From e1765bfdfe68ee32b4839e41bae008d7b7b6c571 Mon Sep 17 00:00:00 2001
From: Bonan Zhu <zhubonan@outlook.com>
Date: Tue, 23 Jan 2024 14:42:31 +0800
Subject: [PATCH] Update band handling

---
 aiida_user_addons/vworkflows/new_bands.py | 218 +++++-----------------
 1 file changed, 48 insertions(+), 170 deletions(-)

diff --git a/aiida_user_addons/vworkflows/new_bands.py b/aiida_user_addons/vworkflows/new_bands.py
index 8715696..cf355a3 100644
--- a/aiida_user_addons/vworkflows/new_bands.py
+++ b/aiida_user_addons/vworkflows/new_bands.py
@@ -82,9 +82,7 @@ def define(cls, spec):
         relax_work = WorkflowFactory(cls._relax_wk_string)
         base_work = WorkflowFactory(cls._base_wk_string)
 
-        spec.input(
-            "structure", help="The input structure", valid_type=orm.StructureData
-        )
+        spec.input("structure", help="The input structure", valid_type=orm.StructureData)
         spec.input(
             "bs_kpoints",
             help="Explicit kpoints for the bands. Will not generate kpoints if supplied.",
@@ -209,18 +207,12 @@ def define(cls, spec):
             required=False,
             help="Primitive structure used for band structure calculations",
         )
-        spec.output(
-            "band_structure", required=False, help="Computed band structure with labels"
-        )
-        spec.output(
-            "seekpath_parameters", help="Parameters used by seekpath", required=False
-        )
+        spec.output("band_structure", required=False, help="Computed band structure with labels")
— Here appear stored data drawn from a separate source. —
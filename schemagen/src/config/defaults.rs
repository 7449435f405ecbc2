//! Default configuration values - single source of truth

/// Whether tasks without an explicit connection provision a database container
pub const USE_CONTAINER: bool = true;

/// Migration scripts location, relative to the project directory
pub const MIGRATIONS_DIR: &str = "db/migration";

/// Scratch directory for per-task configuration documents
pub const WORK_DIR: &str = "target/schemagen";

/// Parent of the default per-task output directories
pub const OUTPUT_ROOT: &str = "target/generated/schemagen";

/// Name of the configuration document written for the generator
pub const CONFIG_DOCUMENT: &str = "codegen-config.json";

/// Identifier of the bundled document schema
pub const DOCUMENT_SCHEMA: &str = "schemagen-codegen-1.0";

/// Naming strategy applied when none is configured
pub const STRATEGY_NAME: &str = "io.github.alexritian.codegen.NameGeneratorStrategy";

/// Package of generated sources
pub const PACKAGE_NAME: &str = "schemagen.generated";

/// Whether the output directory is cleaned before generation
pub const TARGET_CLEAN: bool = true;

/// Registry name of the shared ephemeral database
pub const DATABASE_SERVICE: &str = "mysql";

/// Pattern prepended to `excludes` once migrations have created their history table
pub const MIGRATION_HISTORY_EXCLUDE: &str = "flyway_.*";

/// History table maintained by the migration runner
pub const MIGRATION_HISTORY_TABLE: &str = "flyway_schema_history";
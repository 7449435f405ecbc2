//! Build-lifetime shared database

use std::sync::atomic::{AtomicBool, Ordering};
use std::sync::Arc;

use tokio::sync::{Mutex, OnceCell};
use tracing::{error, info};

use super::{DatabaseHandle, Provisioner, RunningDatabase};
use crate::error::{CodegenError, Result};

/// Lazily started database shared by every task of one build.
///
/// The first [`acquire`](Self::acquire) starts the instance; concurrent
/// callers wait on the same start and receive the same handle. A failed
/// start is remembered and returned to every caller, it is never retried.
pub struct EphemeralDatabaseService {
    name: String,
    provisioner: Arc<dyn Provisioner>,
    // Err holds the rendered start failure so every waiter can report it
    handle: OnceCell<std::result::Result<DatabaseHandle, String>>,
    running: Mutex<Option<Box<dyn RunningDatabase>>>,
    released: AtomicBool,
}

impl EphemeralDatabaseService {
    pub fn new(name: impl Into<String>, provisioner: Arc<dyn Provisioner>) -> Self {
        Self {
            name: name.into(),
            provisioner,
            handle: OnceCell::new(),
            running: Mutex::new(None),
            released: AtomicBool::new(false),
        }
    }

    pub fn name(&self) -> &str {
        &self.name
    }

    /// Whether a start has been attempted
    pub fn is_started(&self) -> bool {
        self.handle.initialized()
    }

    /// Return the shared handle, starting the database on first use.
    pub async fn acquire(&self) -> Result<DatabaseHandle> {
        if self.released.load(Ordering::SeqCst) {
            return Err(CodegenError::ProvisioningError(format!(
                "database service `{}` has already been released",
                self.name
            )));
        }

        self.handle
            .get_or_init(|| self.start())
            .await
            .clone()
            .map_err(CodegenError::ProvisioningError)
    }

    async fn start(&self) -> std::result::Result<DatabaseHandle, String> {
        info!("Starting ephemeral database `{}`", self.name);
        match self.provisioner.start().await {
            Ok(instance) => {
                let handle = instance.handle().clone();
                *self.running.lock().await = Some(instance);
                info!("Ephemeral database `{}` ready at {}", self.name, handle.url);
                Ok(handle)
            }
            Err(e) => {
                error!("Ephemeral database `{}` failed to start: {}", self.name, e);
                Err(e.to_string())
            }
        }
    }

    /// Stop the database. Only the first call has any effect.
    pub async fn release(&self) -> Result<()> {
        if self.released.swap(true, Ordering::SeqCst) {
            return Ok(());
        }
        let instance = self.running.lock().await.take();
        if let Some(instance) = instance {
            info!("Stopping ephemeral database `{}`", self.name);
            instance.stop().await?;
        }
        Ok(())
    }
}

#[cfg(test)]
pub(crate) mod tests {
    use super::*;
    use async_trait::async_trait;
    use std::sync::atomic::AtomicUsize;
    use std::time::Duration;

    /// Provisioner that counts starts and stops
    #[derive(Default)]
    pub(crate) struct CountingProvisioner {
        pub starts: Arc<AtomicUsize>,
        pub stops: Arc<AtomicUsize>,
        pub fail: bool,
    }

    struct FakeDatabase {
        handle: DatabaseHandle,
        stops: Arc<AtomicUsize>,
    }

    #[async_trait]
    impl RunningDatabase for FakeDatabase {
        fn handle(&self) -> &DatabaseHandle {
            &self.handle
        }

        async fn stop(self: Box<Self>) -> Result<()> {
            self.stops.fetch_add(1, Ordering::SeqCst);
            Ok(())
        }
    }

    #[async_trait]
    impl Provisioner for CountingProvisioner {
        async fn start(&self) -> Result<Box<dyn RunningDatabase>> {
            let n = self.starts.fetch_add(1, Ordering::SeqCst);
            // widen the window for concurrent first callers
            tokio::time::sleep(Duration::from_millis(50)).await;
            if self.fail {
                return Err(CodegenError::ProvisioningError("no container runtime".into()));
            }
            Ok(Box::new(FakeDatabase {
                handle: DatabaseHandle {
                    driver: "com.mysql.cj.jdbc.Driver".into(),
                    url: format!("jdbc:mysql://127.0.0.1:{}/test", 33060 + n),
                    user: "root".into(),
                    password: String::new(),
                },
                stops: Arc::clone(&self.stops),
            }))
        }
    }

    #[tokio::test(flavor = "multi_thread", worker_threads = 4)]
    async fn test_concurrent_acquire_starts_once() {
        let provisioner = Arc::new(CountingProvisioner::default());
        let starts = Arc::clone(&provisioner.starts);
        let service = Arc::new(EphemeralDatabaseService::new("mysql", provisioner));

        let handles = futures::future::join_all((0..8).map(|_| {
            let service = Arc::clone(&service);
            tokio::spawn(async move { service.acquire().await })
        }))
        .await;

        let handles: Vec<DatabaseHandle> = handles
            .into_iter()
            .map(|joined| joined.unwrap().unwrap())
            .collect();
        assert_eq!(starts.load(Ordering::SeqCst), 1);
        assert!(handles.iter().all(|h| h == &handles[0]));
    }

    #[tokio::test]
    async fn test_failure_shared_and_not_retried() {
        let provisioner = Arc::new(CountingProvisioner {
            fail: true,
            ..Default::default()
        });
        let starts = Arc::clone(&provisioner.starts);
        let service = EphemeralDatabaseService::new("mysql", provisioner);

        let first = service.acquire().await.unwrap_err();
        let second = service.acquire().await.unwrap_err();
        assert!(matches!(first, CodegenError::ProvisioningError(_)));
        assert_eq!(first.to_string(), second.to_string());
        assert!(first.to_string().contains("no container runtime"));
        assert_eq!(starts.load(Ordering::SeqCst), 1);
    }

    #[tokio::test]
    async fn test_release_once() {
        let provisioner = Arc::new(CountingProvisioner::default());
        let stops = Arc::clone(&provisioner.stops);
        let service = EphemeralDatabaseService::new("mysql", provisioner);

        service.acquire().await.unwrap();
        service.acquire().await.unwrap();
        service.release().await.unwrap();
        service.release().await.unwrap();
        assert_eq!(stops.load(Ordering::SeqCst), 1);
        assert!(service.acquire().await.is_err());
    }

    #[tokio::test]
    async fn test_release_without_acquire() {
        let provisioner = Arc::new(CountingProvisioner::default());
        let starts = Arc::clone(&provisioner.starts);
        let stops = Arc::clone(&provisioner.stops);
        let service = EphemeralDatabaseService::new("mysql", provisioner);

        service.release().await.unwrap();
        assert!(!service.is_started());
        assert_eq!(starts.load(Ordering::SeqCst), 0);
        assert_eq!(stops.load(Ordering::SeqCst), 0);
    }
}
//! Versioned schema migrations
//!
//! Scripts named `V<version>__<description>.sql` are applied in ascending
//! version order. Applied state lives in the target schema's history table,
//! which makes re-running against a migrated schema a no-op.

mod mysql;
mod runner;
mod script;

pub use mysql::*;
pub use runner::*;
pub use script::*;

use async_trait::async_trait;
use std::path::PathBuf;

use crate::database::DatabaseHandle;
use crate::error::Result;

/// A script applied by one run of the migration runner
#[derive(Debug, Clone, PartialEq, Eq)]
pub struct MigrationRecord {
    pub script_path: PathBuf,
    pub applied_version: MigrationVersion,
}

/// One row of the migration history
#[derive(Debug, Clone, PartialEq, Eq)]
pub struct AppliedMigration {
    pub installed_rank: u32,
    pub version: MigrationVersion,
    pub description: String,
    pub script: String,
    pub checksum: String,
    pub execution_time_ms: u64,
    pub success: bool,
}

/// Storage the runner applies scripts to.
#[async_trait]
pub trait MigrationTarget: Send {
    /// Create the schema and its history table if missing.
    async fn prepare(&mut self, schema: &str) -> Result<()>;

    /// History rows, ordered by installed rank.
    async fn applied(&mut self, schema: &str) -> Result<Vec<AppliedMigration>>;

    /// Run the statements of `script` against `schema`.
    async fn execute(&mut self, schema: &str, script: &MigrationScript) -> Result<()>;

    /// Append a history row.
    async fn record(&mut self, schema: &str, entry: &AppliedMigration) -> Result<()>;

    async fn close(self: Box<Self>) -> Result<()> {
        Ok(())
    }
}

/// Opens a [`MigrationTarget`] on a provisioned database.
#[async_trait]
pub trait MigrationConnector: Send + Sync {
    async fn connect(&self, handle: &DatabaseHandle) -> Result<Box<dyn MigrationTarget>>;
}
+        spec.output("seekpath_parameters", help="Parameters used by seekpath", required=False)
         spec.output("dos", required=False)
         spec.output("projectors", required=False)
 
-        spec.exit_code(
-            501, "ERROR_SUB_PROC_RELAX_FAILED", message="Relaxation workchain failed"
-        )
+        spec.exit_code(501, "ERROR_SUB_PROC_RELAX_FAILED", message="Relaxation workchain failed")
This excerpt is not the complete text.